From there the job fans into the resources that do the work. The compute cluster scales from zero to a node and becomes the muscle. To run, that node needs three things, each from a different backing resource: it pulls its environment image from the Container Registry (ACR), mounts its data from a datastore (which points at a Storage account — note the data never lived in the workspace), and on finish writes outputs, metrics and the registered model back into that same Storage, with telemetry flowing to Application Insights and any secrets read from Key Vault. The numbered badges mark the four places a first-week job most often breaks — quota, image build, data access, and idle cost — so the diagram doubles as a triage map. Follow the arrows once and the whole “where does everything live?” question answers itself: compute is rented and ephemeral, data and artifacts live in Storage, images live in ACR, secrets in Key Vault, and the workspace just remembers how it all fit together.

Real-world scenario

Meridian Logistics, a mid-size freight company, wants to predict which shipments will be delayed so dispatchers can intervene early. Their data team is two people — one data scientist (Priya) and one platform engineer (Sam) — with a monthly Azure budget around ₹40,000 for the whole ML footprint. The training data is six months of shipment records (about 30 GB) already sitting in an existing ADLS Gen2 account that the data-engineering team owns.
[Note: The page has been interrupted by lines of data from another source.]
//! Governance engine
//!
//! Maps an action's amount and confidence to a supervision level:
//! 1. Governance disabled: full autonomy
//! 2. Supervision path unhealthy above the health floor: pre-authorization
//! 3. Calendar restriction: pre-authorization
//! 4. Amount tier for the agent
//! 5. Dispute fast-track: a pre-authorization tier may drop to a veto window
//!
//! Conservative overrides (steps 2 and 3) never lower a stricter tier result.

use crate::calendar::CalendarVerdict;
use crate::config::GovernanceConfig;
use crate::store::PolicyStore;
use chrono::{DateTime, Utc};
use custos_core::{
    AgentKind, BreakerConfig, CallError, CircuitBreaker, HealthProbe, HealthReport, Money,
    PortError, RetryPolicy,
};
use serde::{Deserialize, Serialize};
use std::fmt;
use std::sync::Arc;
use std::time::Duration;

/// Supervision levels, ascending
#[derive(Debug, Clone, Copy, PartialEq, Eq, PartialOrd, Ord, Hash, Serialize, Deserialize)]
#[serde(rename_all = "snake_case")]
pub enum DecisionMode {
    /// Execute immediately
    FullAuto,
    /// Execute after a veto window nobody used
    HumanOnTheLoop,
    /// Wait for explicit approval
    HumanInTheLoop,
    /// Wait for two approvals
    DualControl,
}

impl DecisionMode {
    /// Stable tag
    #[must_use]
    pub const fn as_str(self) -> &'static str {
        match self {
            Self::FullAuto => "full_auto",
            Self::HumanOnTheLoop => "human_on_the_loop",
            Self::HumanInTheLoop => "human_in_the_loop",
            Self::DualControl => "dual_control",
        }
    }

    /// Check if a human must act before execution
    #[inline]
    #[must_use]
    pub fn requires_human(self) -> bool {
        matches!(self, Self::HumanInTheLoop | Self::DualControl)
    }
}

impl fmt::Display for DecisionMode {
    fn fmt(&self, f: &mut fmt::Formatter<'_>) -> fmt::Result {
        f.write_str(self.as_str())
    }
}

/// Why a mode was chosen
#[derive(Debug, Clone, PartialEq, Eq, Serialize, Deserialize)]
#[serde(tag = "type", rename_all = "snake_case")]
pub enum DecisionReason {
    /// Master switch is off
    GovernanceDisabled,
    /// Dashboard, notifier or operators unavailable
    SupervisionUnhealthy { detail: String },
    /// Outside business hours
    OutsideBusinessHours,
    /// Weekend or holiday
    RestrictedDay,
    /// Amount band for the agent
    AmountTier,
    /// High-confidence dispute given a veto window
    DisputeFastTrack,
    /// No policy could be loaded
    PolicyUnavailable { detail: String },
}

impl fmt::Display for DecisionReason {
    fn fmt(&self, f: &mut fmt::Formatter<'_>) -> fmt::Result {
        match self {
            Self::GovernanceDisabled => f.write_str("governance disabled"),
            Self::SupervisionUnhealthy { detail } => write!(f, "supervision unhealthy: {detail}"),
            Self::OutsideBusinessHours => f.write_str("outside business hours"),
            Self::RestrictedDay => f.write_str("restricted day"),
            Self::AmountTier => f.write_str("amount tier"),
            Self::DisputeFastTrack => f.write_str("dispute fast-track"),
            Self::PolicyUnavailable { detail } => write!(f, "policy unavailable: {detail}"),
        }
    }
}

/// Outcome of an evaluation
#[derive(Debug, Clone, PartialEq, Serialize, Deserialize)]
pub struct Decision {
    /// Supervision level
    pub mode: DecisionMode,
    /// Why
    pub reason: DecisionReason,
    /// Threshold the amount was compared against
    pub applied_threshold: Option<Money>,
    /// Veto window, for `HumanOnTheLoop`
    pub supervision_timeout: Option<Duration>,
    /// Policy version used
    pub policy_version: Option<u64>,
}

impl Decision {
    fn new(mode: DecisionMode, reason: DecisionReason, version: Option<u64>) -> Self {
        Self {
            mode,
            reason,
            applied_threshold: None,
            supervision_timeout: None,
            policy_version: version,
        }
    }

    fn with_threshold(mut self, threshold: Money) -> Self {
        self.applied_threshold = Some(threshold);
        self
    }

    fn with_timeout(mut self, timeout: Duration) -> Self {
        self.supervision_timeout = Some(timeout);
        self
    }

    /// Check if the action may run without waiting on a human
    #[inline]
    #[must_use]
    pub fn is_automatic(&self) -> bool {
        self.mode == DecisionMode::FullAuto
    }

    /// Check if a human must act before execution
    #[inline]
    #[must_use]
    pub fn requires_human(&self) -> bool {
        self.mode.requires_human()
    }
}

/// Decision-mode engine
pub struct GovernanceEngine {
    policy: Arc<PolicyStore>,
    health: Option<Arc<dyn HealthProbe>>,
    breaker: Arc<CircuitBreaker>,
    retry: RetryPolicy,
}

impl fmt::Debug for GovernanceEngine {
    fn fmt(&self, f: &mut fmt::Formatter<'_>) -> fmt::Result {
        f.debug_struct("GovernanceEngine")
            .field("policy", &self.policy)
            .field("health_probe", &self.health.is_some())
            .field("breaker", &self.breaker.name())
            .finish_non_exhaustive()
    }
}

impl GovernanceEngine {
    /// Create new engine without a health probe
    #[must_use]
    pub fn new(policy: Arc<PolicyStore>) -> Self {
        Self {
            policy,
            health: None,
            breaker: Arc::new(CircuitBreaker::new("health", BreakerConfig::default())),
            retry: RetryPolicy::default(),
        }
    }

    /// With a health probe
    #[must_use]
    pub fn with_health_probe(mut self, probe: Arc<dyn HealthProbe>) -> Self {
        self.health = Some(probe);
        self
    }

    /// With a shared health breaker
    #[must_use]
    pub fn with_breaker(mut self, breaker: Arc<CircuitBreaker>) -> Self {
        self.breaker = breaker;
        self
    }

    /// With retry policy for health probing
    #[must_use]
    pub fn with_retry(mut self, retry: RetryPolicy) -> Self {
        self.retry = retry;
        self
    }

    /// Policy store
    #[inline]
    #[must_use]
    pub fn policy(&self) -> &Arc<PolicyStore> {
        &self.policy
    }

    /// Decide the supervision level for an action
    ///
    /// `confidence` is on a 0.0-1.0 scale and only matters for dispute
    /// fast-tracking.
    pub async fn evaluate(
        &self,
        agent: AgentKind,
        amount: Money,
        confidence: Option<f64>,
        now: DateTime<Utc>,
    ) -> Decision {
        let decision = match self.policy.current().await {
            Ok(config) => self.decide(&config, agent, amount, confidence, now).await,
            Err(err) => Decision::new(
                DecisionMode::HumanInTheLoop,
                DecisionReason::PolicyUnavailable {
                    detail: err.to_string(),
                },
                None,
            ),
        };

        tracing::info!(
            agent = %agent,
            amount = %amount,
            confidence,
            mode = %decision.mode,
            reason = %decision.reason,
            policy_version = decision.policy_version,
            "governance decision"
        );
        metrics::counter!("custos_decisions_total", "agent" => agent.as_str(), "mode" => decision.mode.as_str())
            .increment(1);
        decision
    }

    async fn decide(
        &self,
        config: &GovernanceConfig,
        agent: AgentKind,
        amount: Money,
        confidence: Option<f64>,
        now: DateTime<Utc>,
    ) -> Decision {
        let version = Some(config.version);
        if !config.enabled {
            return Decision::new(DecisionMode::FullAuto, DecisionReason::GovernanceDisabled, version);
        }

        let tier = Self::tier(config, agent, amount, version);

        if amount > config.health_floor {
            let report = self.probe_health().await;
            if !report.healthy {
                let detail = report.reason.unwrap_or_else(|| "unhealthy".to_string());
                return Self::conservative(
                    tier,
                    DecisionReason::SupervisionUnhealthy { detail },
                    config.health_floor,
                    version,
                );
            }
        }

        match config.calendar.check(now) {
            CalendarVerdict::Open => {}
            CalendarVerdict::OutsideBusinessHours => {
                return Self::conservative(
                    tier,
                    DecisionReason::OutsideBusinessHours,
                    amount,
                    version,
                );
            }
            CalendarVerdict::RestrictedDay => {
                return Self::conservative(tier, DecisionReason::RestrictedDay, amount, version);
            }
        }

        if agent == AgentKind::Giulia && tier.mode == DecisionMode::HumanInTheLoop {
            let rule = &config.fast_track;
            if confidence.is_some_and(|c| c >= rule.min_confidence) && amount <= rule.max_amount {
                return Decision::new(
                    DecisionMode::HumanOnTheLoop,
                    DecisionReason::DisputeFastTrack,
                    version,
                )
                .with_threshold(rule.max_amount)
                .with_timeout(Duration::from_secs(rule.timeout_secs));
            }
        }

        tier
    }

    fn tier(config: &GovernanceConfig, agent: AgentKind, amount: Money, version: Option<u64>) -> Decision {
        let t = config.thresholds(agent);
        if amount <= t.full_auto_max {
            Decision::new(DecisionMode::FullAuto, DecisionReason::AmountTier, version)
                .with_threshold(t.full_auto_max)
        } else if amount <= t.veto_window_max {
            Decision::new(DecisionMode::HumanOnTheLoop, DecisionReason::AmountTier, version)
                .with_threshold(t.veto_window_max)
                .with_timeout(t.veto_timeout())
        } else if amount < t.dual_control_min {
            Decision::new(DecisionMode::HumanInTheLoop, DecisionReason::AmountTier, version)
                .with_threshold(t.dual_control_min)
        } else {
            Decision::new(DecisionMode::DualControl, DecisionReason::AmountTier, version)
                .with_threshold(t.dual_control_min)
        }
    }

    fn conservative(
        tier: Decision,
        reason: DecisionReason,
        threshold: Money,
        version: Option<u64>,
    ) -> Decision {
        if tier.mode > DecisionMode::HumanInTheLoop {
            return tier;
        }
        Decision::new(DecisionMode::HumanInTheLoop, reason, version).with_threshold(threshold)
    }

    async fn probe_health(&self) -> HealthReport {
        let Some(probe) = self.health.as_deref() else {
            return HealthReport::healthy();
        };
        let breaker = self.breaker.as_ref();
        let result = self
            .retry
            .run(
                "health_probe",
                move || breaker.call(probe.check()),
                |err: &CallError<PortError>| match err {
                    CallError::Inner(e) => e.is_retryable(),
                    CallError::Timeout { .. } => true,
                    CallError::Open { .. } => false,
                },
            )
            .await;

        match result {
            Ok(report) => report,
            Err(err) => {
                tracing::warn!(error = %err, "health probe unavailable");
                HealthReport::unhealthy(format!("health probe unavailable: {err}"))
            }
        }
    }
}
Priya’s first instinct was the laptop path: she pulled a sample to her machine, trained a scikit-learn model in a notebook, and got a promising AUC. Then reality hit. The full 30 GB didn’t fit comfortably in memory; the “good” model was a .pkl on her desktop; and when she retrained a week later with an updated library, the numbers shifted and she couldn’t tell whether the model or the data had changed. Sam recognised every one of these as a workspace-shaped problem and stood up the foundation.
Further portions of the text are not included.